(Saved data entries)

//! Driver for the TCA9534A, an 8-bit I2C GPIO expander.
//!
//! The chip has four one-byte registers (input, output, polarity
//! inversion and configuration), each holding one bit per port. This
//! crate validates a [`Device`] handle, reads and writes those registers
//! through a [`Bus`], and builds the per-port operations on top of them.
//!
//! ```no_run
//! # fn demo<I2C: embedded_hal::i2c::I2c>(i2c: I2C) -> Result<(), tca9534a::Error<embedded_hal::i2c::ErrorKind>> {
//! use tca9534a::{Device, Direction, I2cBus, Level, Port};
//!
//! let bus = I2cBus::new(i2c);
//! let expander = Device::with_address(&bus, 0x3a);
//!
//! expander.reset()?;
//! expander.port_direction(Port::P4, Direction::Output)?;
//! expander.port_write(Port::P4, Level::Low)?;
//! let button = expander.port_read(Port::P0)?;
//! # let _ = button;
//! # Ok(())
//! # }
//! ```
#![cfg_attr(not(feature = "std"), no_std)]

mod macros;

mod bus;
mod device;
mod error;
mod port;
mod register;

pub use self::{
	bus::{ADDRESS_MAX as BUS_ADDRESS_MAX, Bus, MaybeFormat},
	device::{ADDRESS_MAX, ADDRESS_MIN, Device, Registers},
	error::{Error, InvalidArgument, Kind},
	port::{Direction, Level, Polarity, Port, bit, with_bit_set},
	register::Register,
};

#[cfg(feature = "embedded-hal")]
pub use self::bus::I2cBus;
--
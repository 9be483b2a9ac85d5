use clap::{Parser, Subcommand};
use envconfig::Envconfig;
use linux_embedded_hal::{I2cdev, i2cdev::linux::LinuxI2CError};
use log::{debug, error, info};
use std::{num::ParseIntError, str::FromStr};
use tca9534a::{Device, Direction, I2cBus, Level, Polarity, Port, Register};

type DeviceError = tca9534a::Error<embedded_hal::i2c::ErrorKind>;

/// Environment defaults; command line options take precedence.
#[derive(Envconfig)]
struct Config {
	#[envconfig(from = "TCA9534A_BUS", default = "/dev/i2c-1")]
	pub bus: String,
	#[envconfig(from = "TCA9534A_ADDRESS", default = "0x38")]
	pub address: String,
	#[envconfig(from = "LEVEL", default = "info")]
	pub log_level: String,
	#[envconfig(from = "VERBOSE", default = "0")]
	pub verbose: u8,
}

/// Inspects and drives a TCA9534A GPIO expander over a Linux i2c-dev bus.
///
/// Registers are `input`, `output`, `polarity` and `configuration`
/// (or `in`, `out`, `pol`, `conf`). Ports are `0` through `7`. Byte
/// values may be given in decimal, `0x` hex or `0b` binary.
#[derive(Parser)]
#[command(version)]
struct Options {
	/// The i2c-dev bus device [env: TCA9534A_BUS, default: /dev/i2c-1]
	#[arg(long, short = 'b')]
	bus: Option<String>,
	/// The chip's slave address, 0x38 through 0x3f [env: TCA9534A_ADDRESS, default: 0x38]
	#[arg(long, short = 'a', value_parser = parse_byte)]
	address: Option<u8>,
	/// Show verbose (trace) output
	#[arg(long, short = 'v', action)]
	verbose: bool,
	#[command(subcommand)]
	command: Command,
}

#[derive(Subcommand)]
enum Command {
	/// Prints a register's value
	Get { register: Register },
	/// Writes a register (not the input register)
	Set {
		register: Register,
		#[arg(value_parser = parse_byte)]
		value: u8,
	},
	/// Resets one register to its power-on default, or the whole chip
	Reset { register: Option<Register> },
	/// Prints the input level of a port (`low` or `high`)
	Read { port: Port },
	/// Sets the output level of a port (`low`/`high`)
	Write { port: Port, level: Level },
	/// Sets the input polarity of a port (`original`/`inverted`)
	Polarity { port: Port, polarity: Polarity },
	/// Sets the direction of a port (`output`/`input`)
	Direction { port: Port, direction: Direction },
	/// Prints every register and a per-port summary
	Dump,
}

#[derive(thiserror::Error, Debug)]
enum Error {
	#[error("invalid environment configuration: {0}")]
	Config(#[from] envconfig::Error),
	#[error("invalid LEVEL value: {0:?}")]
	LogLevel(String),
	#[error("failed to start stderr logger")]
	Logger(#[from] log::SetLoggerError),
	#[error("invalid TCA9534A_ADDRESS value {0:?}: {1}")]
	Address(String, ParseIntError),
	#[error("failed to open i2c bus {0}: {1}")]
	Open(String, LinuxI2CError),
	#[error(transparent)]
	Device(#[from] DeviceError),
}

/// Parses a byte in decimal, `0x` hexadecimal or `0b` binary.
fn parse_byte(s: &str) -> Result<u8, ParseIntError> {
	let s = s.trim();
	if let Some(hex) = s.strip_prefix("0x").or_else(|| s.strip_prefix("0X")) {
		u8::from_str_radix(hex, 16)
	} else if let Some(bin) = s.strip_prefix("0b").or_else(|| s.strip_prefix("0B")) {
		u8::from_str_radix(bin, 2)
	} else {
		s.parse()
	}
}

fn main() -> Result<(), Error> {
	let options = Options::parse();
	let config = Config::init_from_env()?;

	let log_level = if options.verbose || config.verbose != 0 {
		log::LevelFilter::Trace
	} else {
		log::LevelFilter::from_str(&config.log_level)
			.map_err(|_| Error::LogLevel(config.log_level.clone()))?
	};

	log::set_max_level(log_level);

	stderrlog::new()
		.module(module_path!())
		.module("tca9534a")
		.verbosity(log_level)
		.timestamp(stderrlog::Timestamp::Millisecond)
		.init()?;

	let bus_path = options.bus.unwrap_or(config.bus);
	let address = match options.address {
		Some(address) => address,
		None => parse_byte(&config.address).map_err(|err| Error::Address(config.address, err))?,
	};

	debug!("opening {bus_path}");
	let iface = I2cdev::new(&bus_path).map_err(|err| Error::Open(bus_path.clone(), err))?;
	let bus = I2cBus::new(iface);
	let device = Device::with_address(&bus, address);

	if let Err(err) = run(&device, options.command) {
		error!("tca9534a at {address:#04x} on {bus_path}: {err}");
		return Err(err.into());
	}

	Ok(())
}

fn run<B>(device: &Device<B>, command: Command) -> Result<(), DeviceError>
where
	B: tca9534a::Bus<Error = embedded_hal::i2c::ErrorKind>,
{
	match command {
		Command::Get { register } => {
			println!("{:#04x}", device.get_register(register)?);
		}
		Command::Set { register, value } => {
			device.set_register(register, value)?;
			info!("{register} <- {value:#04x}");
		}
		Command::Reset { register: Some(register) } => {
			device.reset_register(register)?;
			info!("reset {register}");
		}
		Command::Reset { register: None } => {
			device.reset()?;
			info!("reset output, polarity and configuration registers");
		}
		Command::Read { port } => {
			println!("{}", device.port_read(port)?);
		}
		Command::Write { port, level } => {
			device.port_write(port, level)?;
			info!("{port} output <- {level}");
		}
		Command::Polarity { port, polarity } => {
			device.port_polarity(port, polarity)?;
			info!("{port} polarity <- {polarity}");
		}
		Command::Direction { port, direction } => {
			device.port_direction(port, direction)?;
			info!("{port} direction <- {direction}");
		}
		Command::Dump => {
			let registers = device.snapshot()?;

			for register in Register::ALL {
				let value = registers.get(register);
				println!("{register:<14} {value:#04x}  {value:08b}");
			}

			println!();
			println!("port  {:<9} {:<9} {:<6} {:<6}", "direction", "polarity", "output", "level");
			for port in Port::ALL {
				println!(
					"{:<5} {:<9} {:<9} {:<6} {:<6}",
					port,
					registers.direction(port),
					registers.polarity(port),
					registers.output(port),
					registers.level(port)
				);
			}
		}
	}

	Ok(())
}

> **WORK TASK**: In the entries above, find the line holding "to start stderr" and the line holding "let device = Device::with_address(&bus, address);"; print both of them and every line between, exactly, and nothing else.

> **YOUR SOLUTION**:
	#[error("failed to start stderr logger")]
	Logger(#[from] log::SetLoggerError),
	#[error("invalid TCA9534A_ADDRESS value {0:?}: {1}")]
	Address(String, ParseIntError),
	#[error("failed to open i2c bus {0}: {1}")]
	Open(String, LinuxI2CError),
	#[error(transparent)]
	Device(#[from] DeviceError),
}

/// Parses a byte in decimal, `0x` hexadecimal or `0b` binary.
fn parse_byte(s: &str) -> Result<u8, ParseIntError> {
	let s = s.trim();
	if let Some(hex) = s.strip_prefix("0x").or_else(|| s.strip_prefix("0X")) {
		u8::from_str_radix(hex, 16)
	} else if let Some(bin) = s.strip_prefix("0b").or_else(|| s.strip_prefix("0B")) {
		u8::from_str_radix(bin, 2)
	} else {
		s.parse()
	}
}

fn main() -> Result<(), Error> {
	let options = Options::parse();
	let config = Config::init_from_env()?;

	let log_level = if options.verbose || config.verbose != 0 {
		log::LevelFilter::Trace
	} else {
		log::LevelFilter::from_str(&config.log_level)
			.map_err(|_| Error::LogLevel(config.log_level.clone()))?
	};

	log::set_max_level(log_level);

	stderrlog::new()
		.module(module_path!())
		.module("tca9534a")
		.verbosity(log_level)
		.timestamp(stderrlog::Timestamp::Millisecond)
		.init()?;

	let bus_path = options.bus.unwrap_or(config.bus);
	let address = match options.address {
		Some(address) => address,
		None => parse_byte(&config.address).map_err(|err| Error::Address(config.address, err))?,
	};

	debug!("opening {bus_path}");
	let iface = I2cdev::new(&bus_path).map_err(|err| Error::Open(bus_path.clone(), err))?;
	let bus = I2cBus::new(iface);
	let device = Device::with_address(&bus, address);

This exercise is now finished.